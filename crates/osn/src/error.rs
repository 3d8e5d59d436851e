//! Errors raised while reading legacy replays.

use core::fmt;

use wits_core::{CodecError, ErrorSeverity, WitsError};

/// One of the three nested JSON documents of the wire format.
#[derive(Clone, Copy, Debug, PartialEq, Eq, Hash)]
pub enum EnvelopeLayer {
    /// `{"viewResponse": ...}`
    ViewResponse,
    /// `{"gameState": "<replay json>"}`, embedded as a string.
    GameState,
    /// The replay document itself.
    Replay,
}

impl EnvelopeLayer {
    pub const fn as_str(self) -> &'static str {
        match self {
            Self::ViewResponse => "viewResponse",
            Self::GameState => "gameState",
            Self::Replay => "replay",
        }
    }
}

impl fmt::Display for EnvelopeLayer {
    fn fmt(&self, f: &mut fmt::Formatter<'_>) -> fmt::Result {
        f.write_str(self.as_str())
    }
}

/// Errors from the legacy replay pipeline.
///
/// Every variant aborts the replay being read; nothing here is recovered
/// from inside a single record.
#[derive(Debug, thiserror::Error)]
pub enum OsnError {
    #[error("failed to read replay stream: {0}")]
    Io(#[from] std::io::Error),

    /// One of the envelope layers is not JSON or lacks its nested field.
    #[error("malformed wire envelope at the {layer} layer: {source}")]
    MalformedEnvelope {
        layer: EnvelopeLayer,
        #[source]
        source: serde_json::Error,
    },

    /// An action frame whose `name` is not in the dispatch table.
    #[error("unrecognized action type {name:?}")]
    UnrecognizedAction { name: String },

    /// A known action whose fields do not match its shape.
    #[error("malformed {name}: {source}")]
    MalformedAction {
        name: String,
        #[source]
        source: serde_json::Error,
    },

    /// A frame that is neither a checkpoint nor a named action.
    #[error("frame {index} has neither a gameState nor an action name")]
    UnclassifiedFrame { index: usize },

    #[error("frame {index} is not a valid checkpoint: {source}")]
    MalformedCheckpoint {
        index: usize,
        #[source]
        source: serde_json::Error,
    },

    /// An action other than EndTurn before the first checkpoint.
    #[error("before-state action of type {name}")]
    PrematureAction { name: &'static str },

    #[error("turn count {found} does not follow turn {previous}")]
    NonMonotonicTurn { previous: u32, found: u32 },

    #[error("base health {health} on turn {turn} is outside 0..={max}")]
    InvalidBaseHealth { turn: u32, health: i32, max: u8 },

    /// A spawn that is neither preceded by its tile selection nor carries
    /// its own position.
    #[error("spawn at action {index} has no selected spawn tile")]
    UnpairedSpawn { index: usize },

    /// A spit that does not directly follow the eat it completes.
    #[error("spit at action {index} is not preceded by an eat")]
    UnpairedSpit { index: usize },

    #[error("no unit with index {index} in the checkpoint of turn {turn}")]
    UnknownUnit { index: i32, turn: u32 },

    /// A replay without a single checkpoint has no initial units.
    #[error("replay has no turns")]
    EmptyReplay,

    #[error(transparent)]
    Codec(#[from] CodecError),
}

impl WitsError for OsnError {
    fn severity(&self) -> ErrorSeverity {
        match self {
            Self::Codec(err) => err.severity(),
            Self::UnpairedSpawn { .. } | Self::UnpairedSpit { .. } | Self::UnknownUnit { .. } => {
                ErrorSeverity::Internal
            }
            Self::InvalidBaseHealth { .. } => ErrorSeverity::Validation,
            _ => ErrorSeverity::Fatal,
        }
    }

    fn error_code(&self) -> &'static str {
        match self {
            Self::Io(_) => "OSN_IO",
            Self::MalformedEnvelope { .. } => "OSN_MALFORMED_ENVELOPE",
            Self::UnrecognizedAction { .. } => "OSN_UNRECOGNIZED_ACTION",
            Self::MalformedAction { .. } => "OSN_MALFORMED_ACTION",
            Self::UnclassifiedFrame { .. } => "OSN_UNCLASSIFIED_FRAME",
            Self::MalformedCheckpoint { .. } => "OSN_MALFORMED_CHECKPOINT",
            Self::PrematureAction { .. } => "OSN_PREMATURE_ACTION",
            Self::NonMonotonicTurn { .. } => "OSN_NON_MONOTONIC_TURN",
            Self::InvalidBaseHealth { .. } => "OSN_INVALID_BASE_HEALTH",
            Self::UnpairedSpawn { .. } => "OSN_UNPAIRED_SPAWN",
            Self::UnpairedSpit { .. } => "OSN_UNPAIRED_SPIT",
            Self::UnknownUnit { .. } => "OSN_UNKNOWN_UNIT",
            Self::EmptyReplay => "OSN_EMPTY_REPLAY",
            Self::Codec(err) => err.error_code(),
        }
    }
}
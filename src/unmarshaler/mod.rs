//! # Unmarshaler
//!
//! [`Unmarshaler`] converts every attribute of an item image and decodes the converted item
//! into any type implementing [`Deserialize`](serde::Deserialize).
//!
//! ```rust
//! use aws_sdk_dynamodbstreams::types::AttributeValue;
//! use dynamo_image as image;
//! use serde::Deserialize;
//! use std::collections::HashMap;
//!
//! #[derive(Debug, Deserialize)]
//! struct Person {
//!     name: String,
//!     age: u32,
//! }
//!
//! let item = HashMap::from([
//!     ("name".to_string(), AttributeValue::S("Alice".into())),
//!     ("age".to_string(), AttributeValue::N("30".into())),
//! ]);
//!
//! let person: Person = image::unmarshaler::builder().build().unmarshal_image(item).unwrap();
//! assert_eq!(person.name, "Alice");
//! assert_eq!(person.age, 30);
//! ```
//!
//! ## Null attributes
//!
//! By default a Null attribute is dropped from the converted item, so the decoder sees a
//! missing attribute and an `Option` field becomes `None`. Decoders that expect an explicit
//! `NULL` can be served with [`Nulls::Keep`].
//!
//! ```rust
//! use dynamo_image::{unmarshaler, Nulls};
//!
//! let unmarshaler = unmarshaler::builder().nulls(Nulls::Keep).build();
//! ```

mod builder;

use super::{
    convert::{Converter, Nulls},
    decode::{Decoder, SerdeDynamo},
    error::Error,
    record::{self, ImageKind},
    types::SourceAttribute,
};

use aws_sdk_dynamodbstreams::types::Record;
use serde::de::DeserializeOwned;
use std::collections::HashMap;

pub use builder::UnmarshalerBuilder;

/// Create [`UnmarshalerBuilder`].
pub fn builder() -> UnmarshalerBuilder<SerdeDynamo> {
    UnmarshalerBuilder::new()
}

/// Unmarshal an item image with the default configuration.
///
/// Null attributes are omitted and [`serde_dynamo`] populates the target.
pub fn unmarshal_image<T, V>(image: HashMap<String, V>) -> Result<T, Error>
where
    T: DeserializeOwned,
    V: SourceAttribute,
{
    Unmarshaler::<SerdeDynamo>::default().unmarshal_image(image)
}

/// Convert item images and decode them into Rust values.
#[derive(Debug, Clone, Default)]
pub struct Unmarshaler<D = SerdeDynamo>
where
    D: Decoder,
{
    converter: Converter,
    decoder: D,
}

impl<D> Unmarshaler<D>
where
    D: Decoder,
{
    /// How Null map entries are written to the converted item.
    pub fn nulls(&self) -> Nulls {
        self.converter.nulls()
    }

    /// The decoder populating Rust values from converted items.
    pub fn decoder(&self) -> &D {
        &self.decoder
    }

    /// Convert every attribute of the image and decode the result into `T`.
    ///
    /// The first attribute failing conversion aborts the call with an error naming its key,
    /// and the decoder is never invoked.
    pub fn unmarshal_image<T, V>(&self, image: HashMap<String, V>) -> Result<T, Error>
    where
        T: DeserializeOwned,
        V: SourceAttribute,
    {
        let item = self.converter.map_of(image)?;
        self.decoder.decode(item)
    }

    /// Unmarshal one of the images carried by a DynamoDB Streams record.
    ///
    /// Return `None` when the record has no such image, for example the old image of an
    /// `INSERT` event or any image of a `KEYS_ONLY` stream other than the keys.
    pub fn unmarshal_record<T>(&self, record: &Record, kind: ImageKind) -> Result<Option<T>, Error>
    where
        T: DeserializeOwned,
    {
        record::image(record, kind)
            .cloned()
            .map(|image| self.unmarshal_image(image))
            .transpose()
    }
}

● The task: Each line of the material that has the word "UnknownUnit" belongs in the answer.

● Answer to the problem:
    UnknownUnit { index: i32, turn: u32 },
            Self::UnpairedSpawn { .. } | Self::UnpairedSpit { .. } | Self::UnknownUnit { .. } => {
            Self::UnknownUnit { .. } => "OSN_UNKNOWN_UNIT",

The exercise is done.